* **Data provided**
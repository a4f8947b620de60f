//! Retained model of the drawn mind map.
//!
//! The scene mirrors what a host draws: one group per positioned node, one line per
//! positioned parent/child pair and a single viewport transform. Every mutation records
//! [`Damage`] so hosts can patch their surface instead of redrawing it.

use crate::style::SceneStyle;
use indexmap::{IndexMap, IndexSet};
use mindweave_core::{LogicalPoint, NodeTree, Positions, ROOT_ID, ScreenPoint, Viewport};

#[derive(Debug, Clone, PartialEq)]
pub struct SceneNode {
    pub id: String,
    pub position: LogicalPoint,
    /// The title split on whitespace, one entry per rendered line.
    pub lines: Vec<String>,
    pub has_sub_module: bool,
    pub active: bool,
}

impl SceneNode {
    pub fn is_child(&self) -> bool {
        self.id != ROOT_ID
    }

    /// CSS classes of the node group, in render order.
    pub fn classes(&self) -> Vec<&'static str> {
        let mut classes = vec!["node-group"];
        if self.has_sub_module {
            classes.push("has-submodule");
        }
        if self.is_child() {
            classes.push("is-child-node");
        }
        if self.active {
            classes.push("active");
        }
        classes
    }

    /// Offset of the first text line so the block is vertically centered on the node.
    pub fn first_line_offset(&self, line_height: f64) -> f64 {
        let extra = self.lines.len().saturating_sub(1) as f64;
        -(extra * line_height) / 2.0
    }
}

/// A parent to child connector, keyed by the child id.
#[derive(Debug, Clone, Copy, PartialEq)]
pub struct SceneEdge {
    pub from: LogicalPoint,
    pub to: LogicalPoint,
}

#[derive(Debug, Clone, PartialEq, Eq)]
pub enum Damage {
    /// Everything must be rebuilt.
    Full,
    /// The node group, its classes or the lines attached to it changed.
    Node(String),
    /// Only the viewport transform changed.
    Transform,
}

#[derive(Debug, Clone, Default)]
struct DamageSet {
    full: bool,
    nodes: IndexSet<String>,
    transform: bool,
}

impl DamageSet {
    fn mark_node(&mut self, id: &str) {
        if !self.full {
            self.nodes.insert(id.to_string());
        }
    }

    fn mark_full(&mut self) {
        self.full = true;
        self.nodes.clear();
        self.transform = false;
    }

    fn mark_transform(&mut self) {
        if !self.full {
            self.transform = true;
        }
    }

    fn drain(&mut self) -> Vec<Damage> {
        let taken = std::mem::take(self);
        if taken.full {
            return vec![Damage::Full];
        }
        let mut out: Vec<Damage> = taken.nodes.into_iter().map(Damage::Node).collect();
        if taken.transform {
            out.push(Damage::Transform);
        }
        out
    }
}

#[derive(Debug, Clone)]
pub struct Scene {
    style: SceneStyle,
    nodes: IndexMap<String, SceneNode>,
    edges: IndexMap<String, SceneEdge>,
    viewport: Viewport,
    active: Option<String>,
    damage: DamageSet,
}

impl Default for Scene {
    fn default() -> Self {
        Self::new(SceneStyle::default())
    }
}

impl Scene {
    pub fn new(style: SceneStyle) -> Self {
        Self {
            style,
            nodes: IndexMap::new(),
            edges: IndexMap::new(),
            viewport: Viewport::default(),
            active: None,
            damage: DamageSet::default(),
        }
    }

    pub fn style(&self) -> &SceneStyle {
        &self.style
    }

    pub fn viewport(&self) -> &Viewport {
        &self.viewport
    }

    pub fn active(&self) -> Option<&str> {
        self.active.as_deref()
    }

    /// Nodes in draw order (later entries are drawn on top).
    pub fn nodes(&self) -> impl Iterator<Item = &SceneNode> {
        self.nodes.values()
    }

    pub fn node(&self, id: &str) -> Option<&SceneNode> {
        self.nodes.get(id)
    }

    /// Edges as `(child id, edge)` in draw order.
    pub fn edges(&self) -> impl Iterator<Item = (&str, &SceneEdge)> {
        self.edges.iter().map(|(k, e)| (k.as_str(), e))
    }

    pub fn edge_to(&self, child: &str) -> Option<&SceneEdge> {
        self.edges.get(child)
    }

    /// Rebuilds the scene from scratch. Nodes without a position are not drawn.
    pub fn redraw(&mut self, tree: &NodeTree, positions: &Positions, style: SceneStyle) {
        self.style = style;
        self.nodes.clear();
        self.edges.clear();

        for record in tree.nodes() {
            let Some(&position) = positions.get(&record.id) else {
                continue;
            };
            let parent_at = tree
                .parent_of(&record.id)
                .and_then(|parent| positions.get(parent));
            if let Some(&from) = parent_at {
                self.edges
                    .insert(record.id.clone(), SceneEdge { from, to: position });
            }
            self.nodes.insert(
                record.id.clone(),
                SceneNode {
                    id: record.id.clone(),
                    position,
                    lines: record.title.split_whitespace().map(str::to_string).collect(),
                    has_sub_module: record.sub_module.is_some(),
                    active: self.active.as_deref() == Some(record.id.as_str()),
                },
            );
        }

        if self
            .active
            .as_deref()
            .is_some_and(|id| !self.nodes.contains_key(id))
        {
            self.active = None;
        }
        tracing::trace!(
            nodes = self.nodes.len(),
            edges = self.edges.len(),
            "scene redrawn"
        );
        self.damage.mark_full();
    }

    /// Moves one node and patches the line to its parent and the lines to its children.
    /// Unknown ids are ignored.
    pub fn update_node_position(&mut self, tree: &NodeTree, id: &str, position: LogicalPoint) {
        let Some(node) = self.nodes.get_mut(id) else {
            return;
        };
        node.position = position;

        if let Some(edge) = self.edges.get_mut(id) {
            edge.to = position;
        }
        for child in tree.children_of(id) {
            if let Some(edge) = self.edges.get_mut(child) {
                edge.from = position;
                self.damage.mark_node(child);
            }
        }
        self.damage.mark_node(id);
    }

    pub fn apply_viewport(&mut self, viewport: Viewport) {
        if self.viewport != viewport {
            self.viewport = viewport;
            self.damage.mark_transform();
        }
    }

    /// Moves the highlight to `id`; `None` or an undrawn id clears it.
    pub fn set_active(&mut self, id: Option<&str>) {
        let next = id.filter(|id| self.nodes.contains_key(*id));
        if self.active.as_deref() == next {
            return;
        }
        if let Some(prev) = self.active.take() {
            if let Some(node) = self.nodes.get_mut(&prev) {
                node.active = false;
                self.damage.mark_node(&prev);
            }
        }
        if let Some(next) = next {
            if let Some(node) = self.nodes.get_mut(next) {
                node.active = true;
                self.active = Some(next.to_string());
                self.damage.mark_node(next);
            }
        }
    }

    /// The topmost node whose circle contains `point`.
    pub fn hit_test(&self, point: ScreenPoint) -> Option<&str> {
        let logical = self.viewport.screen_to_logical(point);
        let r2 = self.style.node_radius * self.style.node_radius;
        self.nodes
            .values()
            .rev()
            .find(|n| (logical - n.position).square_length() <= r2)
            .map(|n| n.id.as_str())
    }

    /// Returns and clears what changed since the previous call.
    pub fn take_damage(&mut self) -> Vec<Damage> {
        self.damage.drain()
    }
}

* **Exercise requirements**
Please go through the data and copy each line containing the word "else".

* **Response to the task**
            let Some(&position) = positions.get(&record.id) else {
        let Some(node) = self.nodes.get_mut(id) else {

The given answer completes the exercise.